▶ [Task details]: Give back, word for word, the lines in the listing below from the one holding "let conn: std::sync::Arc<dyn" down to the one holding "method, args, kwargs)).await", both ends included.

▶ [Supplied data]:
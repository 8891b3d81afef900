//! Host agent CLI: run the agent or talk to a running one.

mod cli;

use clap::Parser;
use cli::{Cli, Commands};
use hostagent_kernel::config::load_config;
use hostagent_kernel::keystore::AgentKeys;
use hostagent_kernel::HostKernel;
use hostagent_types::config::PlatformConfig;
use hostagent_wire::{ClientConfig, PeerConnection, TcpTransport};
use serde_json::{Map, Value};
use std::process;
use tracing_subscriber::EnvFilter;

fn init_tracing(config: &PlatformConfig) {
    let filter = EnvFilter::try_from_default_env()
        .unwrap_or_else(|_| EnvFilter::new(&config.log_level));
    let builder = tracing_subscriber::fmt()
        .with_env_filter(filter)
        .with_writer(std::io::stderr);
    if config.log_json {
        builder.json().init();
    } else {
        builder.init();
    }
}

fn runtime() -> tokio::runtime::Runtime {
    match tokio::runtime::Runtime::new() {
        Ok(rt) => rt,
        Err(e) => fail(format!("cannot start async runtime: {e}")),
    }
}

fn fail(message: String) -> ! {
    eprintln!("error: {message}");
    process::exit(1);
}

fn main() {
    let cli = Cli::parse();
    let config = load_config(cli.config.as_deref());
    init_tracing(&config);

    match cli.command {
        Commands::Run => cmd_run(config),
        Commands::Call {
            method,
            args,
            kwargs,
            address,
            peer,
        } => {
            let kwargs = parse_kwargs(kwargs.as_deref());
            let args = args.iter().map(|a| parse_arg(a)).collect();
            cmd_call(&config, address, peer, &method, args, kwargs);
        }
        Commands::Manage { address, identity } => {
            let mut kwargs = Map::new();
            kwargs.insert("address".into(), Value::String(address));
            kwargs.insert("identity".into(), Value::String(identity));
            cmd_call(&config, None, None, "manage", Vec::new(), kwargs);
        }
        Commands::Pubkey => cmd_pubkey(&config),
    }
}

fn cmd_run(config: PlatformConfig) {
    runtime().block_on(async move {
        let kernel = match HostKernel::boot(config).await {
            Ok(k) => k,
            Err(e) => fail(format!("boot failed: {e}")),
        };
        println!("Host agent listening on {}", kernel.vip_address());
        if let Err(e) = tokio::signal::ctrl_c().await {
            tracing::warn!("Cannot listen for ctrl-c: {e}");
        }
        kernel.shutdown().await;
    });
}

fn cmd_call(
    config: &PlatformConfig,
    address: Option<String>,
    peer: Option<String>,
    method: &str,
    args: Vec<Value>,
    kwargs: Map<String, Value>,
) {
    let address = address.unwrap_or_else(|| config.vip_address.clone());
    let peer = peer.unwrap_or_else(|| config.identity.clone());
    let public_key = match AgentKeys::load_or_create(&config.home()) {
        Ok(keys) => keys.public,
        Err(e) => fail(format!("cannot load keys: {e}")),
    };

    let transport = TcpTransport::new(ClientConfig {
        identity: "hostagent.cli".to_string(),
        unique_suffix: true,
        public_key,
        shared_secret: config.network.shared_secret.clone(),
    });
    let timeout = config.timeouts.rpc();
    let connect_timeout = config.timeouts.connect();

    let result = runtime().block_on(async move {
        let conn = transport.connect(&address).map_err(|e| e.to_string())?;
        let conn: std::sync::Arc<dyn PeerConnection> = conn;
        tokio::spawn(std::sync::Arc::clone(&conn).run());
        match tokio::time::timeout(connect_timeout, conn.ready()).await {
            Ok(Ok(())) => {}
            Ok(Err(e)) => return Err(format!("cannot connect to {address}: {e}")),
            Err(_) => return Err(format!("timed out connecting to {address}")),
        }
        match tokio::time::timeout(timeout, conn.call(&peer, method, args, kwargs)).await {
            Ok(Ok(value)) => Ok(value),
            Ok(Err(e)) => Err(e.to_string()),
            Err(_) => Err(format!("{peer}.{method} timed out")),
        }
    });

    match result {
        Ok(value) => match serde_json::to_string_pretty(&value) {
            Ok(text) => println!("{text}"),
            Err(e) => fail(e.to_string()),
        },
        Err(e) => fail(e),
    }
}

fn cmd_pubkey(config: &PlatformConfig) {
    match AgentKeys::load_or_create(&config.home()) {
        Ok(keys) => println!("{}", keys.public),
        Err(e) => fail(format!("cannot load keys: {e}")),
    }
}

/// Parse a positional argument as JSON, keeping bare words as strings.
fn parse_arg(raw: &str) -> Value {
    serde_json::from_str(raw).unwrap_or_else(|_| Value::String(raw.to_string()))
}

fn parse_kwargs(raw: Option<&str>) -> Map<String, Value> {
    match raw.map(serde_json::from_str::<Value>) {
        None => Map::new(),
        Some(Ok(Value::Object(map))) => map,
        Some(Ok(_)) => fail("--kwargs must be a JSON object".to_string()),
        Some(Err(e)) => fail(format!("--kwargs is not valid JSON: {e}")),
    }
}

▶ [Solved problem]:
        let conn: std::sync::Arc<dyn PeerConnection> = conn;
        tokio::spawn(std::sync::Arc::clone(&conn).run());
        match tokio::time::timeout(connect_timeout, conn.ready()).await {
            Ok(Ok(())) => {}
            Ok(Err(e)) => return Err(format!("cannot connect to {address}: {e}")),
            Err(_) => return Err(format!("timed out connecting to {address}")),
        }
        match tokio::time::timeout(timeout, conn.call(&peer, method, args, kwargs)).await {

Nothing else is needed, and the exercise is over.